When an orchestrator function waits for an asynchronous action to finish by using await in C# or yield in JavaScript, the runtime considers that particular execution to be finished. The billing for the orchestrator function stops at that point. It doesn't resume until the next orchestrator function replay. You aren't billed for any time spent awaiting or yielding in an orchestrator function.

Note

Functions calling other functions is considered by some to be an antipattern. This is because of a problem known as double billing. When a function calls another function directly, both run at the same time. The called function is actively running code while the calling function is waiting for a response. In this case, you must pay for the time the calling function spends waiting for the called function to run.

There is no double billing in orchestrator functions. An orchestrator function's billing stops while it waits for the result of an activity function or sub-orchestration.

Durable HTTP polling

Orchestrator functions can make long-running HTTP calls to external endpoints as described in the HTTP features article. The CallHttpAsync method in C# and the callHttp method in JavaScript might internally poll an HTTP endpoint while following the asynchronous 202 pattern.
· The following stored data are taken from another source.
use candle_core::{DType, Tensor, D};
use candle_nn::ops;
use model::{ModelOutput, Seq2SeqModel};

use super::{label_mask, masked_mean, token_entropy, FisherEstimate, LossContext, LossTerm};
use crate::{
    config::{to_runtime_error, DistillationConfig, DistillationStyle, LayerPair},
    loss::CrossEntropyLoss,
    TrainingError,
};

type Folded = (Tensor, Option<Tensor>);

/// `w·term + (1-w)·running`.
fn blend(running: &Tensor, term: &Tensor, weight: f64) -> Result<Tensor, TrainingError> {
    let term = term.to_dtype(DType::F32).map_err(to_runtime_error)?;
    let kept = running.affine(1.0 - weight, 0.0).map_err(to_runtime_error)?;
    (term.affine(weight, 0.0).map_err(to_runtime_error)? + kept).map_err(to_runtime_error)
}

fn add(running: &Tensor, term: &Tensor) -> Result<Tensor, TrainingError> {
    let term = term
        .to_dtype(DType::F32)
        .and_then(|t| t.reshape(()))
        .map_err(to_runtime_error)?;
    (running + term).map_err(to_runtime_error)
}

/// Multiplies the loss by the effective softmax temperature so a learned
/// temperature receives a calibration gradient.
pub struct TemperatureScale;

impl LossTerm for TemperatureScale {
    fn name(&self) -> &'static str {
        "temperature"
    }

    fn fold(&self, running: Tensor, ctx: &LossContext<'_>) -> Result<Folded, TrainingError> {
        let Some(temperature) = &ctx.output.temperature else {
            return Ok((running, None));
        };
        let temperature = temperature
            .to_dtype(DType::F32)
            .and_then(|t| t.reshape(()))
            .map_err(to_runtime_error)?;
        let scaled = (&running * &temperature).map_err(to_runtime_error)?;
        Ok((scaled, Some(temperature)))
    }
}

pub struct ElasticWeightConsolidation {
    importance: f64,
    fisher: FisherEstimate,
}

impl ElasticWeightConsolidation {
    pub fn new(importance: f64, fisher: FisherEstimate) -> Self {
        Self { importance, fisher }
    }
}

impl LossTerm for ElasticWeightConsolidation {
    fn name(&self) -> &'static str {
        "ewc"
    }

    fn fold(&self, running: Tensor, _ctx: &LossContext<'_>) -> Result<Folded, TrainingError> {
        let penalty = self
            .fisher
            .penalty()?
            .affine(self.importance, 0.0)
            .map_err(to_runtime_error)?;
        Ok((add(&running, &penalty)?, Some(penalty)))
    }
}

/// Label-smoothed cross entropy of the domain head against per-row labels.
pub struct DomainClassification {
    weight: f64,
    loss: CrossEntropyLoss,
}

impl DomainClassification {
    pub fn new(weight: f64, loss: CrossEntropyLoss) -> Self {
        Self { weight, loss }
    }
}

impl LossTerm for DomainClassification {
    fn name(&self) -> &'static str {
        "domain"
    }

    fn fold(&self, running: Tensor, ctx: &LossContext<'_>) -> Result<Folded, TrainingError> {
        let logits = ctx.output.domain_logits.as_ref().ok_or_else(|| {
            TrainingError::runtime("domain loss is configured but the model has no domain head")
        })?;
        let labels = ctx.batch.domain_labels.as_ref().ok_or_else(|| {
            TrainingError::runtime("domain loss is configured but the batch has no domain labels")
        })?;
        let domain = self.loss.compute(logits, labels)?.loss;
        Ok((blend(&running, &domain, self.weight)?, Some(domain)))
    }
}

/// Adds the vocabulary loss of every supervised intermediate layer.
pub struct AuxiliaryLayers {
    loss: CrossEntropyLoss,
}

impl AuxiliaryLayers {
    pub fn new(loss: CrossEntropyLoss) -> Self {
        Self { loss }
    }
}

impl LossTerm for AuxiliaryLayers {
    fn name(&self) -> &'static str {
        "auxiliary"
    }

    fn fold(&self, running: Tensor, ctx: &LossContext<'_>) -> Result<Folded, TrainingError> {
        if ctx.output.auxiliary_logits.is_empty() {
            return Ok((running, None));
        }
        let mut total: Option<Tensor> = None;
        for logits in &ctx.output.auxiliary_logits {
            let layer = self.loss.compute(logits, &ctx.batch.labels)?.loss;
            total = Some(match total {
                Some(acc) => (acc + layer).map_err(to_runtime_error)?,
                None => layer,
            });
        }
        let Some(total) = total else {
            return Ok((running, None));
        };
        Ok((add(&running, &total)?, Some(total)))
    }
}

/// `(1-λ)·loss - λ·H` with `H` the mean per-position entropy of the
/// un-tempered distribution, summed over the final and auxiliary layers.
pub struct EntropyMaximization {
    weight: f64,
}

impl EntropyMaximization {
    pub fn new(weight: f64) -> Self {
        Self { weight }
    }
}

fn untempered(logits: &Tensor, output: &ModelOutput) -> Result<Tensor, TrainingError> {
    let logits = logits.to_dtype(DType::F32).map_err(to_runtime_error)?;
    match &output.temperature {
        Some(temperature) => temperature
            .to_dtype(DType::F32)
            .and_then(|t| logits.broadcast_mul(&t))
            .map_err(to_runtime_error),
        None => Ok(logits),
    }
}

impl LossTerm for EntropyMaximization {
    fn name(&self) -> &'static str {
        "entropy"
    }

    fn fold(&self, running: Tensor, ctx: &LossContext<'_>) -> Result<Folded, TrainingError> {
        let mask = label_mask(&ctx.batch.labels, ctx.pad_id)?;
        let mut entropy: Option<Tensor> = None;
        for logits in std::iter::once(&ctx.output.logits).chain(&ctx.output.auxiliary_logits) {
            let layer = masked_mean(&token_entropy(&untempered(logits, ctx.output)?)?, &mask)?;
            entropy = Some(match entropy {
                Some(acc) => (acc + layer).map_err(to_runtime_error)?,
                None => layer,
            });
        }
        let Some(entropy) = entropy else {
            return Ok((running, None));
        };
        let negated = entropy.neg().map_err(to_runtime_error)?;
        Ok((blend(&running, &negated, self.weight)?, Some(entropy)))
    }
}

/// Knowledge distillation from a frozen parent model.
pub struct DistillationTerm {
    parent: Box<dyn Seq2SeqModel>,
    weight: f64,
    temperature: f64,
    styles: Vec<DistillationStyle>,
    layer_mapping: Vec<LayerPair>,
}

impl DistillationTerm {
    pub fn new(parent: Box<dyn Seq2SeqModel>, config: &DistillationConfig) -> Self {
        parent.set_training(false);
        Self {
            parent,
            weight: config.weight,
            temperature: config.temperature,
            styles: config.styles.clone(),
            layer_mapping: config.layer_mapping.clone(),
        }
    }

    fn layer_pairs(&self, child: usize, parent: usize) -> Vec<LayerPair> {
        if self.layer_mapping.is_empty() {
            match (child.checked_sub(1), parent.checked_sub(1)) {
                (Some(child), Some(parent)) => vec![LayerPair { child, parent }],
                _ => Vec::new(),
            }
        } else {
            self.layer_mapping.clone()
        }
    }

    /// `T² · mean_non_pad(-Σ softmax(parent/T) · log_softmax(child/T))`.
    fn soft_targets(
        &self,
        child: &Tensor,
        parent: &Tensor,
        mask: &Tensor,
    ) -> Result<Tensor, TrainingError> {
        let t = self.temperature;
        let child = child
            .to_dtype(DType::F32)
            .and_then(|c| c.affine(1.0 / t, 0.0))
            .and_then(|c| ops::log_softmax(&c, D::Minus1))
            .map_err(to_runtime_error)?;
        let parent = parent
            .to_dtype(DType::F32)
            .and_then(|p| p.affine(1.0 / t, 0.0))
            .and_then(|p| ops::softmax(&p, D::Minus1))
            .map_err(to_runtime_error)?;
        if child.dims() != parent.dims() {
            return Err(TrainingError::runtime(format!(
                "child logits {:?} and parent logits {:?} differ in shape",
                child.dims(),
                parent.dims()
            )));
        }
        let per_position = (parent * child)
            .and_then(|p| p.sum(D::Minus1))
            .and_then(|p| p.neg())
            .map_err(to_runtime_error)?;
        masked_mean(&per_position, mask)?
            .affine(t * t, 0.0)
            .map_err(to_runtime_error)
    }

    fn layer_mse(
        &self,
        child: &[Tensor],
        parent: &[Tensor],
        what: &str,
    ) -> Result<Option<Tensor>, TrainingError> {
        let mut total: Option<Tensor> = None;
        for pair in self.layer_pairs(child.len(), parent.len()) {
            let (Some(c), Some(p)) = (child.get(pair.child), parent.get(pair.parent)) else {
                return Err(TrainingError::runtime(format!(
                    "{what} distillation pair {}->{} is out of range",
                    pair.child, pair.parent
                )));
            };
            if c.dims() != p.dims() {
                return Err(TrainingError::runtime(format!(
                    "{what} distillation needs matching shapes, got {:?} and {:?}",
                    c.dims(),
                    p.dims()
                )));
            }
            let mse = c
                .to_dtype(DType::F32)
                .and_then(|c| c.sub(&p.to_dtype(DType::F32)?))
                .and_then(|d| d.sqr())
                .and_then(|d| d.mean_all())
                .map_err(to_runtime_error)?;
            total = Some(match total {
                Some(acc) => (acc + mse).map_err(to_runtime_error)?,
                None => mse,
            });
        }
        Ok(total)
    }
}

impl LossTerm for DistillationTerm {
    fn name(&self) -> &'static str {
        "distillation"
    }

    fn fold(&self, running: Tensor, ctx: &LossContext<'_>) -> Result<Folded, TrainingError> {
        let parent = self
            .parent
            .forward(&ctx.batch.parent_inputs())
            .map_err(to_runtime_error)?;
        let detach = |tensors: &[Tensor]| tensors.iter().map(Tensor::detach).collect::<Vec<_>>();
        let mask = label_mask(&ctx.batch.labels, ctx.pad_id)?;

        let mut distill: Option<Tensor> = None;
        for style in &self.styles {
            let term = match style {
                DistillationStyle::CrossEntropy => Some(self.soft_targets(
                    &ctx.output.logits,
                    &parent.logits.detach(),
                    &mask,
                )?),
                DistillationStyle::Attention => self.layer_mse(
                    &ctx.output.cross_attentions,
                    &detach(&parent.cross_attentions),
                    "attention",
                )?,
                DistillationStyle::Hidden => self.layer_mse(
                    &ctx.output.hidden_states,
                    &detach(&parent.hidden_states),
                    "hidden-state",
                )?,
            };
            if let Some(term) = term {
                distill = Some(match distill {
                    Some(acc) => (acc + term).map_err(to_runtime_error)?,
                    None => term,
                });
            }
        }
        let Some(distill) = distill else {
            return Ok((running, None));
        };
        Ok((blend(&running, &distill, self.weight)?, Some(distill)))
    }
}

/// Adds the routing load-balancing loss reported by the model.
pub struct RoutingBalance;

impl LossTerm for RoutingBalance {
    fn name(&self) -> &'static str {
        "moe"
    }

    fn fold(&self, running: Tensor, ctx: &LossContext<'_>) -> Result<Folded, TrainingError> {
        match &ctx.output.moe_loss {
            Some(moe) => Ok((add(&running, moe)?, Some(moe.clone()))),
            None => Ok((running, None)),
        }
    }
}

#[cfg(test)]
mod tests {
    use super::*;
    use crate::{data::Batch, objective::scalar};
    use candle_core::Device;

    fn output() -> ModelOutput {
        let device = Device::Cpu;
        ModelOutput {
            logits: Tensor::new(&[[[1.0f32, 0.0], [0.0, 1.0]]], &device).unwrap(),
            auxiliary_logits: Vec::new(),
            domain_logits: Some(Tensor::new(&[[0.0f32, 0.0, 0.0]], &device).unwrap()),
            hidden_states: Vec::new(),
            cross_attentions: Vec::new(),
            moe_loss: Some(Tensor::new(0.25f32, &device).unwrap()),
            temperature: Some(Tensor::new(2.0f32, &device).unwrap()),
        }
    }

    fn batch() -> Batch {
        let device = Device::Cpu;
        let ids = Tensor::new(&[[1u32, 1]], &device).unwrap();
        Batch {
            input_ids: ids.clone(),
            attention_mask: ids.clone(),
            decoder_input_ids: ids.clone(),
            labels: ids,
            domain_labels: Some(Tensor::new(&[2u32], &device).unwrap()),
            parent_input_ids: None,
            parent_attention_mask: None,
            target_tokens: 2,
        }
    }

    fn fold(term: &dyn LossTerm, running: f32) -> (f32, Option<f32>) {
        let output = output();
        let batch = batch();
        let ctx = LossContext {
            output: &output,
            batch: &batch,
            pad_id: 0,
        };
        let running = Tensor::new(running, &Device::Cpu).unwrap();
        let (loss, value) = term.fold(running, &ctx).unwrap();
        (
            scalar(&loss).unwrap(),
            value.map(|value| scalar(&value).unwrap()),
        )
    }

    #[test]
    fn temperature_multiplies_the_loss() {
        let (loss, value) = fold(&TemperatureScale, 1.5);
        assert!((loss - 3.0).abs() < 1e-6);
        assert_eq!(value, Some(2.0));
    }

    #[test]
    fn domain_blends_with_uniform_logits() {
        let term = DomainClassification::new(0.25, CrossEntropyLoss::new());
        let (loss, value) = fold(&term, 1.0);
        let domain = (3.0f32).ln();
        assert!((value.unwrap() - domain).abs() < 1e-6);
        assert!((loss - (0.25 * domain + 0.75)).abs() < 1e-6);
    }

    #[test]
    fn routing_balance_is_added() {
        let (loss, _) = fold(&RoutingBalance, 1.0);
        assert!((loss - 1.25).abs() < 1e-6);
    }

    #[test]
    fn entropy_uses_untempered_logits() {
        let (_, value) = fold(&EntropyMaximization::new(0.1), 1.0);
        // Logits [2, 0] after undoing the temperature of 2.
        let p = 1.0 / (1.0 + (-2.0f32).exp());
        let expected = -(p * p.ln() + (1.0 - p) * (1.0 - p).ln());
        assert!((value.unwrap() - expected).abs() < 1e-5);
    }
}
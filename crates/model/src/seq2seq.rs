use candle_core::{Result, Tensor, Var};

/// Host-side inputs for one encoder-decoder forward pass.
#[derive(Debug, Clone, Copy)]
pub struct Seq2SeqInputs<'a> {
    /// `(batch, src_len)` u32 token ids.
    pub input_ids: &'a Tensor,
    /// `(batch, src_len)` mask, 1 for real tokens and 0 for padding.
    pub attention_mask: &'a Tensor,
    /// `(batch, tgt_len)` u32 decoder input ids (shifted right labels).
    pub decoder_input_ids: &'a Tensor,
}

/// Everything a forward pass exposes to the training objective.
#[derive(Debug, Clone)]
pub struct ModelOutput {
    /// `(batch, tgt_len, vocab)` logits already divided by the softmax temperature.
    pub logits: Tensor,
    /// Tempered logits of every supervised intermediate decoder layer.
    pub auxiliary_logits: Vec<Tensor>,
    /// `(batch, num_domains)` logits when the model has a domain head.
    pub domain_logits: Option<Tensor>,
    /// Decoder states after every layer, `(batch, tgt_len, hidden)`.
    pub hidden_states: Vec<Tensor>,
    /// Decoder-to-encoder attention maps per layer, `(batch, tgt_len, src_len)`.
    pub cross_attentions: Vec<Tensor>,
    /// Load-balancing loss of the routing mixture, if any.
    pub moe_loss: Option<Tensor>,
    /// Scalar effective temperature the logits were divided by, when it is not
    /// the constant 1.
    pub temperature: Option<Tensor>,
}

/// A trainable sequence-to-sequence model.
///
/// Parameter names returned by [`Seq2SeqModel::named_parameters`] are the keys
/// used in checkpoints, so they must be stable across runs.
pub trait Seq2SeqModel: Send {
    fn forward(&self, inputs: &Seq2SeqInputs<'_>) -> Result<ModelOutput>;

    fn named_parameters(&self) -> Vec<(String, Var)>;

    fn set_training(&self, training: bool);

    fn is_training(&self) -> bool;

    fn vocab_size(&self) -> usize;
}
There currently isn't direct billing for internal HTTP polling operations. However, internal polling might cause the orchestrator function to periodically replay. You'll be billed standard charges for these internal function replays.

Azure Storage transactions

Durable Functions uses Azure Storage by default to keep state persistent, process messages, and manage partitions via blob leases. Because you own this storage account, any transaction costs are billed to your Azure subscription. For more information about the Azure Storage artifacts used by Durable Functions, see the Task hubs article.

Several factors contribute to the actual Azure Storage costs incurred by your Durable Functions app:

  • A single function app is associated with a single task hub, which shares a set of Azure Storage resources. These resources are used by all durable functions in a function app. The actual number of functions in the function app has no effect on Azure Storage transaction costs.
  • Each function app instance internally polls multiple queues in the storage account by using an exponential-backoff polling algorithm. An idle app instance polls the queues less often than does an active app, which results in fewer transaction costs. For more information about Durable Functions queue-polling behavior, see the queue-polling section of the Performance and Scale article.
  • When running in the Azure Functions Consumption or Premium plans, the Azure Functions scale controller regularly polls all task-hub queues in the background. If a function app is under light to moderate scale, only a single scale controller instance will poll these queues. If the function app scales out to a large number of instances, more scale controller instances might be added. These additional scale controller instances can increase the total queue-transaction costs.
  • Each function app instance competes for a set of blob leases. These instances will periodically make calls to the Azure Blob service either to renew held leases or to attempt to acquire new leases. The task hub's configured partition count determines the number of blob leases. Scaling out to a larger number of function app instances likely increases the Azure Storage transaction costs associated with these lease operations.

You can find more information on Azure Storage pricing in the Azure Storage pricing documentation.